A semiologia neurológica pauta-se no colhimento dos dados e história do paciente com posterior exame físico bem executado. O olhar atento de um bom investigador já se inicia com o paciente entrando no consultório:
- Qual sua atitude?
- O aperto de mãos é firme?
- Sua apresentação social é adequada?
Deve-se dar a devida atenção aos sinais e sintomas apresentados, bem como caracterizá-los de modo detalhado, constituindo-se de uma sistematização dos sintomas, para, por fim, criar os chamados diagnósticos:
- Clínico (ou sindrômico);
- Etiológico;
- Topográfico (a partir do qual se chega ao diagnóstico nosológico);
- Patológico.
A investigação começa na identificação!
O primeiro passo para uma boa história da doença do paciente na anamnese neurológica inicia-se na sua identificação.
Anote o nome completo do paciente, sua naturalidade e seu endereço – caso necessite um contato imediato com o paciente –, anote a idade do paciente e atente-se às doenças com maior incidência conforme a idade. A profissão exercida nos dá pistas sobre o possível contato com substâncias tóxicas.
Sua procedência e viagens recentes são uma informação importante devido à estadia em áreas com doenças endêmicas. Sua etnia e sua situação conjugal devem ser colhidas também.

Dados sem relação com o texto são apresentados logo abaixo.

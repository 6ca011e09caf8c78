//! Shared helpers for lmhost-runtime integration tests.
// Each test binary uses a different subset.
#![allow(dead_code)]

pub mod fake_server;

use std::path::{Path, PathBuf};
use std::sync::Arc;
use std::sync::atomic::{AtomicUsize, Ordering};
use std::sync::Mutex;

use async_trait::async_trait;
use lmhost_core::ports::{ExecutableSource, ProgressReporter};
use lmhost_core::ProvisionError;
use mockall::mock;

pub use fake_server::{FakeServer, FakeState};

mock! {
    pub Source {}

    #[async_trait]
    impl ExecutableSource for Source {
        async fn resolve(&self) -> Result<PathBuf, ProvisionError>;
    }
}

/// A source that must never be asked for an executable.
pub fn unused_source() -> Arc<dyn ExecutableSource> {
    let mut source = MockSource::new();
    source.expect_resolve().never();
    Arc::new(source)
}

/// A source whose resolution always fails.
pub fn failing_source() -> Arc<dyn ExecutableSource> {
    let mut source = MockSource::new();
    source.expect_resolve().returning(|| {
        Err(ProvisionError::ExecutableNotFound {
            searched: vec![PathBuf::from("/usr/bin/ollama")],
            cause: None,
        })
    });
    Arc::new(source)
}

/// Hands out a script and, on first resolve, brings up a fake API on
/// `port` so the spawned script looks like a healthy server.
pub struct ServingSource {
    pub script: PathBuf,
    pub port: u16,
    pub resolves: AtomicUsize,
    server: tokio::sync::Mutex<Option<FakeServer>>,
}

impl ServingSource {
    pub fn new(script: PathBuf, port: u16) -> Self {
        Self {
            script,
            port,
            resolves: AtomicUsize::new(0),
            server: tokio::sync::Mutex::new(None),
        }
    }

    pub fn resolve_count(&self) -> usize {
        self.resolves.load(Ordering::SeqCst)
    }
}

#[async_trait]
impl ExecutableSource for ServingSource {
    async fn resolve(&self) -> Result<PathBuf, ProvisionError> {
        self.resolves.fetch_add(1, Ordering::SeqCst);
        let mut server = self.server.lock().await;
        if server.is_none() {
            *server = Some(FakeServer::start_on(self.port).await);
        }
        Ok(self.script.clone())
    }
}

/// Returns the path of a fixed script; counts calls.
pub struct ScriptSource {
    pub script: PathBuf,
    pub resolves: AtomicUsize,
}

impl ScriptSource {
    pub fn new(script: PathBuf) -> Self {
        Self {
            script,
            resolves: AtomicUsize::new(0),
        }
    }
}

#[async_trait]
impl ExecutableSource for ScriptSource {
    async fn resolve(&self) -> Result<PathBuf, ProvisionError> {
        self.resolves.fetch_add(1, Ordering::SeqCst);
        Ok(self.script.clone())
    }
}

/// Write an executable `/bin/sh` script.
#[cfg(unix)]
pub fn write_script(dir: &Path, name: &str, body: &str) -> PathBuf {
    use std::os::unix::fs::PermissionsExt;

    let path = dir.join(name);
    std::fs::write(&path, format!("#!/bin/sh\n{body}\n")).unwrap();
    std::fs::set_permissions(&path, std::fs::Permissions::from_mode(0o755)).unwrap();
    path
}

/// A loopback port that nothing is listening on right now.
pub fn free_port() -> u16 {
    let listener = std::net::TcpListener::bind("127.0.0.1:0").unwrap();
    listener.local_addr().unwrap().port()
}

/// Records every progress report.
#[derive(Default)]
pub struct RecordingProgress {
    pub reports: Mutex<Vec<(String, Option<u8>)>>,
    pub finished: Mutex<Option<String>>,
    pub failed: Mutex<Option<String>>,
}

impl RecordingProgress {
    pub fn percents(&self) -> Vec<u8> {
        self.reports.lock().unwrap().iter().filter_map(|(_, p)| *p).collect()
    }
}

impl ProgressReporter for RecordingProgress {
    fn report(&self, message: &str, percent: Option<u8>) {
        self.reports.lock().unwrap().push((message.to_string(), percent));
    }

    fn finish(&self, message: &str) {
        *self.finished.lock().unwrap() = Some(message.to_string());
    }

    fn finish_with_error(&self, message: &str) {
        *self.failed.lock().unwrap() = Some(message.to_string());
    }
}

A relação médico-paciente inicia na identificação, então escute o paciente com atenção; muitas vezes essas informações nos dão pistas valiosas sobre a história natural da doença.
Aspectos importantes de uma boa anamnese neurológica
Ao colher a queixa principal do paciente na anamnese neurológica, busque anotá-la com as palavras do próprio paciente utilizando o termo “SIC” (do latim “sicuit”, que significa assim como é, exatamente dessa forma), escreva a frase referida e em seguida coloque (SIC).
Então, inicia-se a história da doença atual. Não poupe a investigação dos detalhes:
- Quando e como ela iniciou?
- Qual a sua localização?
- Teve um início insidioso ou agudo?
- Há variação sazonal dos sintomas?
- Qual a intensidade e duração dos sintomas?
- Há algo que promova alívio ou piora destes?
Verifique a periodicidade da evolução da doença, ela ajuda a compor o diagnóstico etiológico da mesma. Há sintomas associados? Já houve tratamento anterior? Como respondeu?.
Aqui é importante salientar que o examinador deve evitar supor respostas, fazendo-as de modo aberto para que o paciente as responda. O médico é sempre um investigador e deve fazer uma boa investigação para chegar na conclusão correta, ou seja, seu diagnóstico.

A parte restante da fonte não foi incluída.